Storck, now 57, had previously found that smoking cannabis eased eye pain and helped him see better. However, until his eye exam on Oct. 3, 1972, he had not been able to document that cannabis was effective in lowering his intraocular pressures. Storck's prior readings were all highly elevated, but that day, approximately an hour and a half after medicating, they were between 12-14, a reading considered normal.
Knowing that cannabis could save his sight, Storck launched a lifetime of efforts that included working with fellow glaucoma patient Robert Randall, the first federal medical marijuana patient, in applying for federal medical marijuana supplies in the late 1970s and lobbying for a Wisconsin medical cannabis bill that passed in 1982.

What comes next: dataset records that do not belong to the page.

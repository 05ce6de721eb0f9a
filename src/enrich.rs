//! The enrichment loop: per-record decisions, rate limiting, checkpointing.
//!
//! Each record is taken end-to-end (decide, optionally look up, merge,
//! persist) before the next one starts. The append is the checkpoint: it
//! happens for every non-skipped record, including failed lookups, so a
//! rerun never reissues a lookup for an identity that already has a row.
//! Failed lookups are terminal per identity within a run; retrying one
//! means rerunning after deleting its row from the results file.

use crate::lookup::PresenceLookup;
use crate::schema::{BusinessRecord, EnrichmentOutcome, ResultRow, RunSummary};
use crate::store::ResultStore;
use anyhow::Result;
use std::thread;
use std::time::{Duration, Instant};

/// Minimum-interval pacing between consecutive lookup calls. Records that
/// skip the lookup never pause.
pub struct Pacer {
    interval: Duration,
    last_call: Option<Instant>,
}

impl Pacer {
    pub fn new(interval: Duration) -> Self {
        Self {
            interval,
            last_call: None,
        }
    }

    /// Block until at least the configured interval has passed since the
    /// previous `mark`. The first call never blocks.
    pub fn pause(&mut self) {
        if let Some(last) = self.last_call {
            let elapsed = last.elapsed();
            if elapsed < self.interval {
                thread::sleep(self.interval - elapsed);
            }
        }
    }

    /// Record that a lookup call just finished.
    pub fn mark(&mut self) {
        self.last_call = Some(Instant::now());
    }
}

/// Drive the per-record decision and persistence loop over `records`.
///
/// Identities already in the store are skipped with no side effects. A
/// lookup runs iff the record carries no known website. Every constructed
/// row is appended and flushed before the next record starts; an append
/// failure aborts the run, a lookup failure only marks the row.
pub fn enrich_records(
    records: &[BusinessRecord],
    store: &mut dyn ResultStore,
    lookup: &mut dyn PresenceLookup,
    pacer: &mut Pacer,
) -> Result<RunSummary> {
    let total = records.len();
    let mut summary = RunSummary::default();
    let mut processed = store.len();

    for record in records {
        if store.contains(&record.name) {
            summary.skipped_already_done += 1;
            continue;
        }
        processed += 1;
        println!("[{processed}/{total}] {}", record.name);

        let outcome = match known_website(record) {
            Some(website) => EnrichmentOutcome::HasKnownWebsite {
                website: website.to_string(),
            },
            None => {
                pacer.pause();
                let outcome = lookup.check(&record.name, record.lat, record.lon);
                pacer.mark();
                outcome
            }
        };

        match &outcome {
            EnrichmentOutcome::HasKnownWebsite { website } => {
                summary.resolved_from_source += 1;
                tracing::debug!(name = %record.name, %website, "known website, lookup skipped");
            }
            EnrichmentOutcome::Found {
                canonical_name,
                website,
                ..
            } => {
                summary.found += 1;
                tracing::info!(
                    name = %record.name,
                    canonical = %canonical_name,
                    website = ?website,
                    "match found"
                );
            }
            EnrichmentOutcome::NotFound => {
                summary.not_found += 1;
                tracing::info!(name = %record.name, "no match");
            }
            EnrichmentOutcome::LookupFailed { reason } => {
                summary.lookup_failed += 1;
                tracing::warn!(name = %record.name, %reason, "lookup failed; recorded, moving on");
            }
        }

        let row = ResultRow::merge(record, &outcome);
        store.append(&row)?;
    }

    Ok(summary)
}

fn known_website(record: &BusinessRecord) -> Option<&str> {
    record
        .website
        .as_deref()
        .map(str::trim)
        .filter(|site| !site.is_empty())
}
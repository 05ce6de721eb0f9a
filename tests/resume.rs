//! Resume behavior against the real CSV-backed store.

mod common;

use common::{record, ScriptedLookup};
use ghostbiz::enrich::{enrich_records, Pacer};
use ghostbiz::schema::{EnrichmentOutcome, ResultRow, STATUS_RESOLVED_FROM_SOURCE};
use ghostbiz::store::{CsvStore, ResultStore};
use std::path::Path;
use std::time::Duration;
use tempfile::TempDir;

fn fast_pacer() -> Pacer {
    Pacer::new(Duration::from_millis(0))
}

fn load_rows(path: &Path) -> Vec<ResultRow> {
    let mut reader = csv::Reader::from_path(path).unwrap();
    reader.deserialize().collect::<Result<_, _>>().unwrap()
}

#[test]
fn enrichment_persists_and_second_run_adds_nothing() {
    let dir = TempDir::new().unwrap();
    let out = dir.path().join("results.csv");
    let records = vec![
        record("Cafe A", 55.6, 12.5, Some("cafea.dk")),
        record("Bakery B", 55.61, 12.51, None),
    ];

    let mut store = CsvStore::open(&out).unwrap();
    let mut lookup = ScriptedLookup::new(vec![ScriptedLookup::found(
        "Bakery B ApS",
        Some("https://bakeryb.dk"),
    )]);
    let summary = enrich_records(&records, &mut store, &mut lookup, &mut fast_pacer()).unwrap();
    drop(store);

    assert_eq!(summary.resolved_from_source, 1);
    assert_eq!(summary.found, 1);
    assert_eq!(lookup.calls, vec!["Bakery B".to_string()]);

    let rows = load_rows(&out);
    assert_eq!(rows.len(), 2);
    assert_eq!(rows[0].osm_name, "Cafe A");
    assert_eq!(rows[0].website.as_deref(), Some("cafea.dk"));
    assert_eq!(rows[0].status.as_deref(), Some(STATUS_RESOLVED_FROM_SOURCE));
    assert_eq!(rows[1].osm_name, "Bakery B");
    assert_eq!(rows[1].google_name.as_deref(), Some("Bakery B ApS"));

    // Rerun against the same file: everything is skipped, nothing is asked.
    let mut store = CsvStore::open(&out).unwrap();
    let mut lookup = ScriptedLookup::new(vec![]);
    let summary = enrich_records(&records, &mut store, &mut lookup, &mut fast_pacer()).unwrap();
    drop(store);

    assert_eq!(summary.skipped_already_done, 2);
    assert_eq!(summary.appended(), 0);
    assert!(lookup.calls.is_empty());
    assert_eq!(load_rows(&out), rows);
}

#[test]
fn interrupted_run_resumes_without_duplicates_or_repeat_lookups() {
    let dir = TempDir::new().unwrap();
    let out = dir.path().join("results.csv");
    let records = vec![
        record("Cafe A", 55.6, 12.5, None),
        record("Bakery B", 55.61, 12.51, None),
        record("Deli C", 55.62, 12.52, None),
        record("Florist D", 55.63, 12.53, None),
    ];

    // First run is cut short after two records.
    let mut store = CsvStore::open(&out).unwrap();
    let mut lookup = ScriptedLookup::new(vec![]);
    enrich_records(&records[..2], &mut store, &mut lookup, &mut fast_pacer()).unwrap();
    drop(store);
    assert_eq!(load_rows(&out).len(), 2);

    // Resume with the full record list.
    let mut store = CsvStore::open(&out).unwrap();
    let mut lookup = ScriptedLookup::new(vec![]);
    let summary = enrich_records(&records, &mut store, &mut lookup, &mut fast_pacer()).unwrap();
    drop(store);

    assert_eq!(summary.skipped_already_done, 2);
    assert_eq!(
        lookup.calls,
        vec!["Deli C".to_string(), "Florist D".to_string()]
    );

    let rows = load_rows(&out);
    assert_eq!(rows.len(), 4);
    let mut names: Vec<&str> = rows.iter().map(|row| row.osm_name.as_str()).collect();
    names.sort_unstable();
    names.dedup();
    assert_eq!(names.len(), 4);
}

#[test]
fn unreadable_checkpoint_degrades_to_a_fresh_run() {
    let dir = TempDir::new().unwrap();
    let out = dir.path().join("results.csv");
    std::fs::write(&out, "osm_name;lat;lon\nnot a checkpoint\n").unwrap();

    let mut store = CsvStore::open(&out).unwrap();
    assert!(store.is_empty());
    assert!(dir.path().join("results.csv.corrupt").exists());

    let records = vec![record("Cafe A", 55.6, 12.5, None)];
    let mut lookup = ScriptedLookup::new(vec![EnrichmentOutcome::LookupFailed {
        reason: "timeout".to_string(),
    }]);
    let summary = enrich_records(&records, &mut store, &mut lookup, &mut fast_pacer()).unwrap();
    drop(store);

    assert_eq!(summary.lookup_failed, 1);
    let rows = load_rows(&out);
    assert_eq!(rows.len(), 1);
    assert!(rows[0].not_found);
}
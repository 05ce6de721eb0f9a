//! Durable result persistence and resume-state loading.
//!
//! The results CSV is both the resume checkpoint and the final deliverable,
//! so every append is flushed before returning and prior rows are never
//! rewritten or reordered.

use crate::schema::ResultRow;
use anyhow::{anyhow, Context, Result};
use std::collections::HashSet;
use std::fs::{self, File, OpenOptions};
use std::path::{Path, PathBuf};

/// Column order of the persisted file. A file whose header differs is
/// treated as unreadable rather than migrated.
pub const RESULT_HEADER: [&str; 7] = [
    "osm_name",
    "lat",
    "lon",
    "google_name",
    "website",
    "status",
    "not_found",
];

/// Durable record of which identities have been processed.
///
/// Injectable so tests can substitute an in-memory implementation that
/// satisfies the same contract.
pub trait ResultStore {
    /// Whether a row for this identity already exists.
    fn contains(&self, identity: &str) -> bool;

    /// Append one row and make it durable before returning. Also registers
    /// the identity so later duplicates in the same run are skipped.
    fn append(&mut self, row: &ResultRow) -> Result<()>;

    /// Number of identities currently persisted.
    fn len(&self) -> usize;

    fn is_empty(&self) -> bool {
        self.len() == 0
    }
}

/// CSV-backed store. Rows are appended one at a time and flushed so an
/// interruption loses at most the row being written.
pub struct CsvStore {
    writer: csv::Writer<File>,
    known: HashSet<String>,
    path: PathBuf,
}

impl CsvStore {
    /// Open or create the store at `path`, loading prior identities.
    ///
    /// An unreadable or schema-mismatched file degrades to an empty store:
    /// the old file is moved aside to `<path>.corrupt` with a warning, and
    /// the run proceeds with no resume history.
    pub fn open(path: &Path) -> Result<Self> {
        let known = if path.exists() {
            match load_identities(path) {
                Ok(known) => known,
                Err(err) => {
                    tracing::warn!(
                        path = %path.display(),
                        error = %err,
                        "existing results file is unreadable; starting from an empty store"
                    );
                    set_aside_corrupt(path)?;
                    HashSet::new()
                }
            }
        } else {
            HashSet::new()
        };

        let fresh = !path.exists();
        let file = OpenOptions::new()
            .create(true)
            .append(true)
            .open(path)
            .with_context(|| format!("open results file {}", path.display()))?;
        let mut writer = csv::WriterBuilder::new()
            .has_headers(false)
            .from_writer(file);
        if fresh {
            writer
                .write_record(RESULT_HEADER)
                .context("write results header")?;
            writer.flush().context("flush results header")?;
        }
        Ok(Self {
            writer,
            known,
            path: path.to_path_buf(),
        })
    }

    /// Path of the backing file.
    pub fn path(&self) -> &Path {
        &self.path
    }
}

impl ResultStore for CsvStore {
    fn contains(&self, identity: &str) -> bool {
        self.known.contains(identity)
    }

    fn append(&mut self, row: &ResultRow) -> Result<()> {
        self.writer
            .serialize(row)
            .with_context(|| format!("write result row for {:?}", row.osm_name))?;
        self.writer
            .flush()
            .with_context(|| format!("flush results file {}", self.path.display()))?;
        self.known.insert(row.osm_name.clone());
        Ok(())
    }

    fn len(&self) -> usize {
        self.known.len()
    }
}

fn load_identities(path: &Path) -> Result<HashSet<String>> {
    let mut reader =
        csv::Reader::from_path(path).with_context(|| format!("read {}", path.display()))?;
    let header = reader.headers().context("read results header")?;
    if header.iter().ne(RESULT_HEADER) {
        return Err(anyhow!("unexpected results header {header:?}"));
    }
    let mut known = HashSet::new();
    for row in reader.deserialize::<ResultRow>() {
        let row = row.context("parse results row")?;
        known.insert(row.osm_name);
    }
    Ok(known)
}

fn set_aside_corrupt(path: &Path) -> Result<()> {
    let mut aside = path.as_os_str().to_os_string();
    aside.push(".corrupt");
    let aside = PathBuf::from(aside);
    fs::rename(path, &aside)
        .with_context(|| format!("set aside unreadable results file {}", path.display()))?;
    tracing::warn!(moved_to = %aside.display(), "unreadable results file set aside");
    Ok(())
}
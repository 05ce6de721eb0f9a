//! Shared fixtures for integration tests.

use ghostbiz::lookup::PresenceLookup;
use ghostbiz::schema::{BusinessRecord, EnrichmentOutcome};
use std::collections::VecDeque;

pub fn record(name: &str, lat: f64, lon: f64, website: Option<&str>) -> BusinessRecord {
    BusinessRecord {
        name: name.to_string(),
        lat,
        lon,
        website: website.map(str::to_string),
    }
}

/// Lookup double that replays scripted outcomes and records who was asked.
pub struct ScriptedLookup {
    outcomes: VecDeque<EnrichmentOutcome>,
    pub calls: Vec<String>,
}

impl ScriptedLookup {
    pub fn new(outcomes: Vec<EnrichmentOutcome>) -> Self {
        Self {
            outcomes: outcomes.into(),
            calls: Vec::new(),
        }
    }

    pub fn found(name: &str, website: Option<&str>) -> EnrichmentOutcome {
        EnrichmentOutcome::Found {
            canonical_name: name.to_string(),
            website: website.map(str::to_string),
            status: Some("OPERATIONAL".to_string()),
        }
    }
}

impl PresenceLookup for ScriptedLookup {
    fn check(&mut self, name: &str, _lat: f64, _lon: f64) -> EnrichmentOutcome {
        self.calls.push(name.to_string());
        self.outcomes
            .pop_front()
            .unwrap_or(EnrichmentOutcome::NotFound)
    }
}
//! Run configuration: defaults, environment fallbacks, CLI assembly.

use crate::cli::RootArgs;
use crate::schema::{TagFilter, TagSelector};
use crate::source::{Bbox, SearchArea};
use anyhow::{anyhow, Result};
use std::env;
use std::path::PathBuf;
use std::time::Duration;

/// Place searched when none is supplied.
pub const DEFAULT_PLACE: &str = "København, Danmark";
/// Lookup search radius in meters.
pub const DEFAULT_RADIUS_M: f64 = 200.0;
/// Minimum interval between lookup calls.
pub const DEFAULT_LOOKUP_INTERVAL: Duration = Duration::from_secs(1);

/// Public Overpass interpreter endpoint.
pub const OVERPASS_ENDPOINT: &str = "https://overpass-api.de/api/interpreter";
/// Places text-search endpoint.
pub const PLACES_ENDPOINT: &str = "https://maps.googleapis.com/maps/api/place/textsearch/json";

/// Environment variable consulted when `--api-key` is absent.
pub const API_KEY_ENV: &str = "GOOGLE_API_KEY";
/// Environment override for the record source endpoint.
pub const OVERPASS_URL_ENV: &str = "GHOSTBIZ_OVERPASS_URL";
/// Environment override for the lookup endpoint.
pub const PLACES_URL_ENV: &str = "GHOSTBIZ_PLACES_URL";

/// What the run does once records are extracted.
#[derive(Debug, Clone)]
pub enum RunMode {
    /// Export extracted records directly, no lookups.
    OsmOnly,
    /// Run the enrichment loop with this lookup credential.
    Enrich { api_key: String },
}

/// Everything a run needs, resolved as flag > environment > default.
#[derive(Debug, Clone)]
pub struct RunConfig {
    pub area: SearchArea,
    pub tags: TagFilter,
    pub out: PathBuf,
    pub mode: RunMode,
    pub radius_m: f64,
    pub lookup_interval: Duration,
    pub overpass_endpoint: String,
    pub places_endpoint: String,
}

impl RunConfig {
    pub fn from_args(args: &RootArgs) -> Result<Self> {
        let area = match &args.bbox {
            Some(raw) => SearchArea::Bounds(Bbox::parse(raw)?),
            None => SearchArea::Place(
                args.place
                    .clone()
                    .unwrap_or_else(|| DEFAULT_PLACE.to_string()),
            ),
        };
        let tags = if args.tags.is_empty() {
            default_tags()
        } else {
            parse_tag_filter(&args.tags)?
        };
        let mode = if args.osm_only {
            RunMode::OsmOnly
        } else {
            let api_key = args
                .api_key
                .clone()
                .or_else(|| env::var(API_KEY_ENV).ok())
                .map(|key| key.trim().to_string())
                .filter(|key| !key.is_empty())
                .ok_or_else(|| {
                    anyhow!("no lookup credential: pass --api-key or set {API_KEY_ENV}, or use --osm-only")
                })?;
            RunMode::Enrich { api_key }
        };
        let radius_m = match args.radius {
            Some(radius) if radius.is_finite() && radius > 0.0 => radius,
            Some(radius) => return Err(anyhow!("invalid lookup radius {radius}")),
            None => DEFAULT_RADIUS_M,
        };
        let lookup_interval = match args.delay {
            Some(secs) if secs.is_finite() && secs >= 0.0 => Duration::from_secs_f64(secs),
            Some(secs) => return Err(anyhow!("invalid lookup delay {secs}")),
            None => DEFAULT_LOOKUP_INTERVAL,
        };
        Ok(Self {
            area,
            tags,
            out: args.out.clone(),
            mode,
            radius_m,
            lookup_interval,
            overpass_endpoint: env::var(OVERPASS_URL_ENV)
                .unwrap_or_else(|_| OVERPASS_ENDPOINT.to_string()),
            places_endpoint: env::var(PLACES_URL_ENV)
                .unwrap_or_else(|_| PLACES_ENDPOINT.to_string()),
        })
    }
}

/// Tag set queried when no `--tag` flags are given: every shop, craft, and
/// office, plus common amenity and tourism values.
pub fn default_tags() -> TagFilter {
    let mut tags = TagFilter::new();
    tags.insert("shop".to_string(), TagSelector::Any(true));
    tags.insert(
        "amenity".to_string(),
        TagSelector::Values(
            ["restaurant", "cafe", "bar", "pub", "fast_food", "pharmacy", "bank"]
                .map(str::to_string)
                .to_vec(),
        ),
    );
    tags.insert(
        "tourism".to_string(),
        TagSelector::Values(["hotel", "hostel", "guest_house"].map(str::to_string).to_vec()),
    );
    tags.insert("craft".to_string(), TagSelector::Any(true));
    tags.insert("office".to_string(), TagSelector::Any(true));
    tags
}

/// Parse repeated `--tag KEY[=V1,V2,...]` flags. A bare key accepts any
/// value for that tag.
pub fn parse_tag_filter(raw_tags: &[String]) -> Result<TagFilter> {
    let mut filter = TagFilter::new();
    for raw in raw_tags {
        let raw = raw.trim();
        let (key, selector) = match raw.split_once('=') {
            Some((key, values)) => {
                let values: Vec<String> = values
                    .split(',')
                    .map(str::trim)
                    .filter(|value| !value.is_empty())
                    .map(str::to_string)
                    .collect();
                if values.is_empty() {
                    return Err(anyhow!("tag {key:?} lists no values"));
                }
                (key.trim(), TagSelector::Values(values))
            }
            None => (raw, TagSelector::Any(true)),
        };
        if key.is_empty() {
            return Err(anyhow!("empty tag key in {raw:?}"));
        }
        if filter.insert(key.to_string(), selector).is_some() {
            return Err(anyhow!("tag {key:?} given more than once"));
        }
    }
    Ok(filter)
}
//! Web-presence lookup against the Google Places text-search API.

use crate::schema::EnrichmentOutcome;
use serde_json::Value;

/// A single external attempt to resolve a business's current web presence.
///
/// Implementations report transport and quota errors as `LookupFailed`;
/// nothing is raised past this boundary.
pub trait PresenceLookup {
    fn check(&mut self, name: &str, lat: f64, lon: f64) -> EnrichmentOutcome;
}

/// Text-search client. Searches within `radius_m` of the supplied location
/// and takes the first, most relevant match.
pub struct GooglePlaces {
    endpoint: String,
    api_key: String,
    radius_m: f64,
}

impl GooglePlaces {
    pub fn new(endpoint: String, api_key: String, radius_m: f64) -> Self {
        Self {
            endpoint,
            api_key,
            radius_m,
        }
    }
}

impl PresenceLookup for GooglePlaces {
    fn check(&mut self, name: &str, lat: f64, lon: f64) -> EnrichmentOutcome {
        let response = ureq::get(self.endpoint.as_str())
            .query("query", name)
            .query("location", &format!("{lat},{lon}"))
            .query("radius", &format!("{}", self.radius_m))
            .query("key", &self.api_key)
            .call();
        let mut response = match response {
            Ok(response) => response,
            Err(err) => {
                return EnrichmentOutcome::LookupFailed {
                    reason: format!("lookup request: {err}"),
                }
            }
        };
        match response.body_mut().read_json::<Value>() {
            Ok(payload) => outcome_from_payload(&payload),
            Err(err) => EnrichmentOutcome::LookupFailed {
                reason: format!("lookup response: {err}"),
            },
        }
    }
}

/// Map a text-search payload onto an outcome: an API error message is a
/// failure, an empty result list is a miss, anything else is a hit taken
/// from the top result.
pub fn outcome_from_payload(payload: &Value) -> EnrichmentOutcome {
    if let Some(message) = payload.get("error_message").and_then(Value::as_str) {
        return EnrichmentOutcome::LookupFailed {
            reason: message.to_string(),
        };
    }
    let results = payload.get("results").and_then(Value::as_array);
    let top = match results.and_then(|results| results.first()) {
        Some(top) => top,
        None => return EnrichmentOutcome::NotFound,
    };
    EnrichmentOutcome::Found {
        canonical_name: string_field(top, "name").unwrap_or_default(),
        website: string_field(top, "website"),
        status: string_field(top, "business_status"),
    }
}

fn string_field(value: &Value, key: &str) -> Option<String> {
    value.get(key).and_then(Value::as_str).map(str::to_string)
}
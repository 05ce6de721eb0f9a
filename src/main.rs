use anyhow::{Context, Result};
use clap::Parser;
use ghostbiz::cli::RootArgs;
use ghostbiz::config::{RunConfig, RunMode};
use ghostbiz::enrich::{enrich_records, Pacer};
use ghostbiz::lookup::GooglePlaces;
use ghostbiz::schema::{BusinessRecord, RunSummary};
use ghostbiz::source::extract_businesses;
use ghostbiz::store::{CsvStore, ResultStore};
use std::path::Path;
use tracing_subscriber::EnvFilter;

fn main() -> Result<()> {
    tracing_subscriber::fmt()
        .with_env_filter(
            EnvFilter::try_from_default_env().unwrap_or_else(|_| EnvFilter::new("info")),
        )
        .with_writer(std::io::stderr)
        .init();

    let args = RootArgs::parse();
    let config = RunConfig::from_args(&args)?;
    run(&config)
}

fn run(config: &RunConfig) -> Result<()> {
    println!("Extracting businesses for {}...", config.area);
    let records = extract_businesses(&config.overpass_endpoint, &config.area, &config.tags)?;
    println!("Found {} businesses", records.len());

    let api_key = match &config.mode {
        RunMode::OsmOnly => return export_records(&records, &config.out),
        RunMode::Enrich { api_key } => api_key.clone(),
    };

    let mut store = CsvStore::open(&config.out)?;
    if !store.is_empty() {
        println!(
            "Resuming from checkpoint: {} businesses already processed",
            store.len()
        );
    }
    let mut lookup = GooglePlaces::new(config.places_endpoint.clone(), api_key, config.radius_m);
    let mut pacer = Pacer::new(config.lookup_interval);

    let summary = enrich_records(&records, &mut store, &mut lookup, &mut pacer)?;

    println!("Done: results in {}", config.out.display());
    print_summary(&summary);
    Ok(())
}

/// Direct export without enrichment, for runs that only want the extraction.
fn export_records(records: &[BusinessRecord], out: &Path) -> Result<()> {
    let mut writer =
        csv::Writer::from_path(out).with_context(|| format!("create {}", out.display()))?;
    for record in records {
        writer.serialize(record).context("write record")?;
    }
    writer
        .flush()
        .with_context(|| format!("flush {}", out.display()))?;
    println!("Exported {} records to {}", records.len(), out.display());
    Ok(())
}

fn print_summary(summary: &RunSummary) {
    println!("  skipped (already done): {}", summary.skipped_already_done);
    println!("  resolved from source:   {}", summary.resolved_from_source);
    println!("  found:                  {}", summary.found);
    println!("  not found:              {}", summary.not_found);
    println!("  lookup failed:          {}", summary.lookup_failed);
}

Beginning in the late 1990s, Storck began helping to guide efforts for Wisconsin medical cannabis bills including the Jacki Rickert Medical Marijuana Act (JRMMA), through the group Is My Medicine Legal YET? (IMMLY -
IMMLY.org), which he co-founded along with JRMMA namesake Rickert. In April 2005, Storck and Rickert were recipients of the Peter McWilliams award for "outstanding achievement in advocating the cause of medical marijuana" by the National Organization for the Reform of Marijuana Laws' (NORML) in San Francisco, CA at their annual conference.
Storck has also used cannabis for chronic pain and to help manage a serious heart condition along with other medical issues for many years.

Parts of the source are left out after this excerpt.